■ YOUR GOAL ■
Retype word for word the lines of the data below, from the first to the one bearing "Hop-by-hop and transport", with that one included.

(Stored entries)

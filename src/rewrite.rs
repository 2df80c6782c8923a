//! Header sanitizing and rewriting.

use std::net::SocketAddr;
use std::time::Duration;

use http::header::{HeaderName, HeaderValue};

use crate::headers::HeaderList;
use crate::router::{AssetClass, CachePolicy};

/// Hop-by-hop and transport headers never sent to an origin. `host` is
/// replaced with the origin's authority.
pub const OUTBOUND_STRIP: &[&str] = &[
    "host",
    "connection",
    "transfer-encoding",
    "expect",
    "keep-alive",
    "proxy-connection",
    "te",
    "trailer",
    "upgrade",
];

/// Headers an origin sends that the gateway owns on the client side.
pub const INBOUND_STRIP: &[&str] = &[
    "transfer-encoding",
    "connection",
    "keep-alive",
    "server",
    "date",
    "x-powered-by",
];

const MAX_AGE_IMMUTABLE: &str = "public, max-age=31536000, immutable";
const MAX_AGE_ASSET: &str = "public, max-age=86400";
const DOCUMENT: &str = "no-cache";

/// Strips hop-by-hop headers, including any the client named in its own
/// `connection` header.
pub fn sanitize_request(headers: &mut HeaderList) {
    let listed: Vec<String> = headers.get_all("connection")
        .filter_map(|v| v.to_str().ok())
        .flat_map(|v| v.split(','))
        .map(|name| name.trim().to_ascii_lowercase())
        .filter(|name| !name.is_empty())
        .collect();
    for name in &listed {
        headers.remove(name);
    }
    headers.remove_all(OUTBOUND_STRIP);
}

pub fn sanitize_response(headers: &mut HeaderList) {
    headers.remove_all(INBOUND_STRIP);
}

/// Adds `x-forwarded-for`, `x-forwarded-host` and `x-forwarded-proto`.
pub fn forwarded(headers: &mut HeaderList, peer: SocketAddr, client_host: Option<HeaderValue>) {
    let ip = peer.ip().to_string();
    let chain = match headers.get_str("x-forwarded-for") {
        Some(existing) => format!("{existing}, {ip}"),
        None => ip,
    };
    if let Ok(value) = HeaderValue::from_str(&chain) {
        headers.set(HeaderName::from_static("x-forwarded-for"), value);
    }
    if let Some(host) = client_host {
        headers.set_if_absent(HeaderName::from_static("x-forwarded-host"), host);
    }
    headers.set_if_absent(HeaderName::from_static("x-forwarded-proto"), HeaderValue::from_static("http"));
}

/// The `cache-control` the gateway sets on a successful GET when the origin
/// sent none. Passthrough routes get nothing.
pub fn cache_control(policy: CachePolicy, asset: AssetClass, ttl: Duration) -> Option<HeaderValue> {
    match (policy, asset) {
        (CachePolicy::Passthrough, _)              => None,
        (CachePolicy::Micro, _)                    => HeaderValue::from_str(&micro_cache_control(ttl)).ok(),
        (CachePolicy::Static, AssetClass::Immutable) => Some(HeaderValue::from_static(MAX_AGE_IMMUTABLE)),
        (CachePolicy::Static, AssetClass::Asset)     => Some(HeaderValue::from_static(MAX_AGE_ASSET)),
        (CachePolicy::Static, AssetClass::Document)  => Some(HeaderValue::from_static(DOCUMENT)),
    }
}

/// `max-age` is whole seconds: sub-second TTLs round up to 1.
pub fn micro_cache_control(ttl: Duration) -> String {
    let secs = ttl.as_millis().div_ceil(1000).max(1);
    format!("public, max-age={secs}, stale-while-revalidate=10")
}

/// Rewrites every `content-security-policy` header so the page may connect
/// to `api_origin`. Each header is a separate policy and all of them apply,
/// so each is widened in place and none is dropped.
pub fn relax_csp_headers(headers: &mut HeaderList, api_origin: &str) {
    for value in headers.values_mut("content-security-policy") {
        let Ok(policy) = value.to_str() else { continue };
        let Some(relaxed) = relax_csp(policy, api_origin) else { continue };
        if let Ok(widened) = HeaderValue::from_str(&relaxed) {
            *value = widened;
        }
    }
}

/// Appends `api_origin` to `connect-src`. Without a `connect-src`, one is
/// derived from `default-src`. Returns `None` when nothing needs to change.
pub fn relax_csp(policy: &str, api_origin: &str) -> Option<String> {
    let mut directives: Vec<String> = policy.split(';')
        .map(str::trim)
        .filter(|d| !d.is_empty())
        .map(str::to_owned)
        .collect();

    let named = |directives: &[String], name: &str| {
        directives.iter().position(|d| {
            d.split_ascii_whitespace().next().is_some_and(|n| n.eq_ignore_ascii_case(name))
        })
    };
    let widened = |directive: &str| {
        let sources: Vec<&str> = directive.split_ascii_whitespace()
            .skip(1)
            .filter(|s| !s.eq_ignore_ascii_case("'none'"))
            .collect();
        let mut out = String::from("connect-src");
        for source in sources.iter().chain(std::iter::once(&api_origin)) {
            out.push(' ');
            out.push_str(source);
        }
        out
    };

    if let Some(i) = named(&directives, "connect-src") {
        let allowed = directives[i].split_ascii_whitespace().skip(1).any(|s| s == api_origin || s == "*");
        if allowed {
            return None;
        }
        directives[i] = widened(&directives[i]);
    } else if let Some(i) = named(&directives, "default-src") {
        let derived = widened(&directives[i]);
        directives.push(derived);
    } else {
        return None;
    }
    Some(directives.join("; "))
}
use std::process::ExitCode;

use clap::Parser;
use tracing::{error, info};
use tracing_subscriber::{layer::SubscriberExt, util::SubscriberInitExt};

use portico::supervisor::{ExecLauncher, Supervisor, WORKER_ID_ENV};
use portico::{Args, Error, GatewayConfig, run_worker, shutdown_signal};

fn main() -> ExitCode {
    let args = Args::parse();

    tracing_subscriber::registry()
        .with(
            tracing_subscriber::EnvFilter::try_from_default_env()
                .unwrap_or_else(|_| format!("portico={}", args.log_level).into()),
        )
        .with(tracing_subscriber::fmt::layer())
        .init();

    let worker = args.worker;
    let config = match args.into_config() {
        Ok(config) => config,
        Err(e) => {
            error!(error = %e, "invalid configuration");
            return ExitCode::FAILURE;
        }
    };

    let result = if worker {
        let id = std::env::var(WORKER_ID_ENV).unwrap_or_else(|_| "-".to_owned());
        info!(worker = %id, pid = std::process::id(), "starting worker");
        run_worker(config)
    } else {
        supervise(config)
    };

    match result {
        Ok(()) => ExitCode::SUCCESS,
        Err(e) => {
            error!(error = %e, "portico failed");
            ExitCode::FAILURE
        }
    }
}

fn supervise(config: GatewayConfig) -> Result<(), Error> {
    info!(
        version = env!("CARGO_PKG_VERSION"),
        listen = %config.listen,
        workers = config.workers,
        "starting portico"
    );
    for origin in &config.origins {
        info!(origin = %origin.name, authority = %origin.authority, "origin configured");
    }

    let launcher = ExecLauncher::current()?;
    let supervisor = Supervisor::new(launcher, config.workers)
        .with_respawn_delay(config.respawn_delay)
        .with_shutdown_grace(config.shutdown_grace);

    let runtime = tokio::runtime::Builder::new_current_thread()
        .enable_all()
        .build()?;
    runtime.block_on(supervisor.run(shutdown_signal()))
}
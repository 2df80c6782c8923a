//! The proxy engine.
//!
//! One [`Gateway`] per worker owns that worker's routing table, micro-cache
//! and connection pool. Every request takes one of these paths:
//!
//! ```text
//! Received ─► probe?  ──────────────────────────────────────────► Served
//!    │
//!    ▼
//! Classified ─► cache hit ──────────────────────────────────────► Served
//!    │
//!    ▼ miss / not cacheable / bypass
//! ConnectionAcquired ─► Forwarding ─► Streaming (+ capture) ─► Served ─► ConnectionReleased
//!        │                  │
//!        └──── refused / timeout / saturated ──────────────────► Failed (503)
//! ```
//!
//! The upstream timeout covers acquiring a connection, sending the request
//! and receiving the response head. After that it bounds only the silence
//! between body frames, so a long transfer (a video segment) is never cut
//! short while an origin that stops sending is. Nothing is retried: a failed
//! non-idempotent request must not be replayed here.
//!
//! `x-cache` marks responses that came from an origin or from the cache.
//! Failures the gateway writes itself carry no `x-cache`.

use std::net::SocketAddr;
use std::sync::Arc;

use http::header::{self, HeaderName, HeaderValue};
use http::{Method, Request, Response, StatusCode};
use http_body_util::BodyExt;
use tokio::task::JoinHandle;
use tokio::time::{Instant, timeout};
use tracing::{debug, error, warn};

use crate::body::{Body, BoxError, Capture, StreamingBody};
use crate::cache::{CacheKey, MicroCache};
use crate::compress::{self, GzipBody};
use crate::config::GatewayConfig;
use crate::error::Error;
use crate::headers::HeaderList;
use crate::health::Probes;
use crate::pool::Pool;
use crate::response;
use crate::rewrite;
use crate::router::{CachePolicy, Route, Router};

/// What the micro-cache contributed to a response, sent as `x-cache`.
#[derive(Clone, Copy, Debug, Eq, PartialEq)]
pub enum CacheStatus {
    Hit,
    Miss,
    Bypass,
}

impl CacheStatus {
    pub fn as_str(self) -> &'static str {
        match self {
            Self::Hit    => "HIT",
            Self::Miss   => "MISS",
            Self::Bypass => "BYPASS",
        }
    }
}

pub struct Gateway {
    config: Arc<GatewayConfig>,
    router: Router,
    probes: Probes,
    cache: Arc<MicroCache>,
    pool: Arc<Pool>,
}

impl Gateway {
    pub fn new(config: GatewayConfig) -> Self {
        let cache = Arc::new(MicroCache::new(config.cache.clone()));
        Self::with_cache(config, cache)
    }

    /// Builds a gateway around an existing cache, so a caller can inspect
    /// it.
    pub fn with_cache(config: GatewayConfig, cache: Arc<MicroCache>) -> Self {
        let router = Router::from_config(&config);
        let pool = Arc::new(Pool::new(&config.origins, config.pool.clone()));
        Self { config: Arc::new(config), router, probes: Probes::new(), cache, pool }
    }

    pub fn config(&self) -> &GatewayConfig { &self.config }
    pub fn cache(&self) -> &Arc<MicroCache> { &self.cache }
    pub fn pool(&self) -> &Arc<Pool> { &self.pool }

    /// Spawns the task that closes idle upstream connections. Runs until
    /// aborted.
    pub fn spawn_reaper(&self) -> JoinHandle<()> {
        let pool = Arc::clone(&self.pool);
        let every = (self.config.pool.idle_timeout / 2).max(std::time::Duration::from_millis(100));
        tokio::spawn(async move {
            let mut ticks = tokio::time::interval(every);
            ticks.set_missed_tick_behavior(tokio::time::MissedTickBehavior::Delay);
            loop {
                ticks.tick().await;
                pool.reap();
            }
        })
    }

    /// Handles one client request. Never fails: every error becomes a
    /// response.
    pub async fn handle(&self, req: Request<Body>, peer: SocketAddr) -> Response<Body> {
        let started = Instant::now();
        let method = req.method().clone();
        let path = req.uri().path().to_owned();

        if let Some(probe) = self.probes.respond(&method, &path) {
            return probe;
        }

        let route = self.router.classify(&path);
        let bypass = req.headers().contains_key(&self.config.bypass_header);
        // A range is a slice of the representation, never the whole of it.
        let ranged = req.headers().contains_key(header::RANGE);
        let key = (route.policy() == CachePolicy::Micro && method == Method::GET && !ranged).then(|| {
            let encoding = req.headers().get(header::ACCEPT_ENCODING).and_then(|v| v.to_str().ok());
            CacheKey::new(&method, req.uri(), encoding)
        });

        let (outcome, cache_status) = match key {
            Some(_) if bypass => (self.forward(req, route, None, peer).await, Some(CacheStatus::Bypass)),
            Some(key) => match self.cache.lookup(&key) {
                Some(entry) => {
                    let conditional = req.headers().get(header::IF_NONE_MATCH).and_then(|v| v.to_str().ok());
                    let response = match conditional {
                        Some(tags) if response::matches_etag(tags, &entry) => response::not_modified(&entry),
                        _ => response::cached(&entry),
                    };
                    (Ok(response), Some(CacheStatus::Hit))
                }
                None => (self.forward(req, route, Some(key), peer).await, Some(CacheStatus::Miss)),
            },
            None => (self.forward(req, route, None, peer).await, None),
        };

        let (mut response, cache_status) = match outcome {
            Ok(response) => (response, cache_status),
            Err(e) => {
                if e.is_unavailable() {
                    warn!(origin = route.origin(), error = %e, "upstream request failed");
                } else {
                    error!(origin = route.origin(), error = %e, "could not build upstream request");
                }
                (response::failure(&e), None)
            }
        };

        let elapsed = started.elapsed();
        let headers = response.headers_mut();
        if let Some(status) = cache_status {
            headers.insert(HeaderName::from_static("x-cache"), HeaderValue::from_static(status.as_str()));
        }
        if let Ok(value) = HeaderValue::from_str(&format!("{}ms", elapsed.as_millis())) {
            headers.insert(HeaderName::from_static("x-response-time"), value);
        }

        let status = response.status().as_u16();
        let cache = cache_status.map_or("-", CacheStatus::as_str);
        let elapsed_ms = elapsed.as_millis() as u64;
        if elapsed > self.config.slow_request {
            warn!(%method, %path, origin = route.origin(), status, cache, elapsed_ms, "slow request");
        } else {
            debug!(%method, %path, origin = route.origin(), status, cache, elapsed_ms, "request served");
        }
        response
    }

    /// Sends `req` to the route's origin and streams the answer back. An
    /// origin's own error statuses are responses, not errors.
    async fn forward(
        &self,
        req: Request<Body>,
        route: Route<'_>,
        key: Option<CacheKey>,
        peer: SocketAddr,
    ) -> Result<Response<Body>, Error> {
        let origin = route.origin();
        let gzip = self.config.compression && req.headers().get(header::ACCEPT_ENCODING)
            .and_then(|v| v.to_str().ok())
            .is_some_and(compress::accepts_gzip);
        let outbound = self.outbound_request(req, origin, peer)?;
        let method = outbound.method().clone();

        let exchange = async {
            let mut conn = self.pool.acquire(origin).await?;
            let upstream = conn.send(outbound).await?;
            Ok::<_, Error>((conn, upstream))
        };
        let (conn, upstream) = timeout(self.config.upstream_timeout, exchange).await
            .map_err(|_| Error::Timeout(self.config.upstream_timeout))??;

        let (mut parts, body) = upstream.into_parts();
        let mut headers = HeaderList::from_map(&parts.headers);
        rewrite::sanitize_response(&mut headers);
        self.apply_policies(&mut headers, &route, &method, parts.status);

        let mut body = body.map_err(BoxError::from).boxed_unsync();
        if gzip && compress::should_compress(&method, parts.status, &headers, self.config.compress_min_bytes) {
            compress::mark_encoded(&mut headers);
            body = GzipBody::new(body).boxed_unsync();
        }

        // Captured after encoding: the key already carries accept-encoding.
        let capture = key
            .filter(|_| self.cache.admits(&method, parts.status, &headers))
            .map(|key| Capture::new(key, parts.status, headers.clone(), Arc::clone(&self.cache)));

        parts.headers = headers.into_map();
        let body = StreamingBody::new(body, Arc::clone(&self.pool), conn, capture, self.config.upstream_timeout);
        Ok(Response::from_parts(parts, body.boxed_unsync()))
    }

    /// Rewrites a client request for `origin`: origin-form target, origin
    /// `host`, hop-by-hop headers removed, forwarding headers added. The
    /// body is passed through as is.
    fn outbound_request(&self, req: Request<Body>, origin: &str, peer: SocketAddr) -> Result<Request<Body>, Error> {
        let target = self.config.origin(origin)
            .ok_or_else(|| Error::UnknownOrigin(origin.to_owned()))?;
        let (parts, body) = req.into_parts();

        let client_host = parts.headers.get(header::HOST).cloned().or_else(|| {
            parts.uri.authority().and_then(|a| HeaderValue::from_str(a.as_str()).ok())
        });
        let mut headers = HeaderList::from_map(&parts.headers);
        rewrite::sanitize_request(&mut headers);
        rewrite::forwarded(&mut headers, peer, client_host);

        let path = parts.uri.path_and_query().map_or("/", |pq| pq.as_str());
        let mut builder = Request::builder()
            .method(parts.method)
            .uri(path)
            .header(header::HOST, target.authority.as_str());
        if let Some(map) = builder.headers_mut() {
            headers.write_to(map);
        }
        Ok(builder.body(body)?)
    }

    fn apply_policies(&self, headers: &mut HeaderList, route: &Route<'_>, method: &Method, status: StatusCode) {
        if route.rule.relax_csp {
            rewrite::relax_csp_headers(headers, &self.config.public_api_origin);
        }
        if status.is_success() && (*method == Method::GET || *method == Method::HEAD) {
            if let Some(value) = rewrite::cache_control(route.policy(), route.asset, self.cache.ttl()) {
                headers.set_if_absent(header::CACHE_CONTROL, value);
            }
        }
        if let Some(allow) = &self.config.cors_allow_origin {
            headers.set_if_absent(header::ACCESS_CONTROL_ALLOW_ORIGIN, allow.clone());
        }
    }
}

■ ANSWER TO THE EXERCISE ■
filename src/rewrite.rs
repository 2df80c6782c8923a
//! Header sanitizing and rewriting.

use std::net::SocketAddr;
use std::time::Duration;

use http::header::{HeaderName, HeaderValue};

use crate::headers::HeaderList;
use crate::router::{AssetClass, CachePolicy};

/// Hop-by-hop and transport headers never sent to an origin. `host` is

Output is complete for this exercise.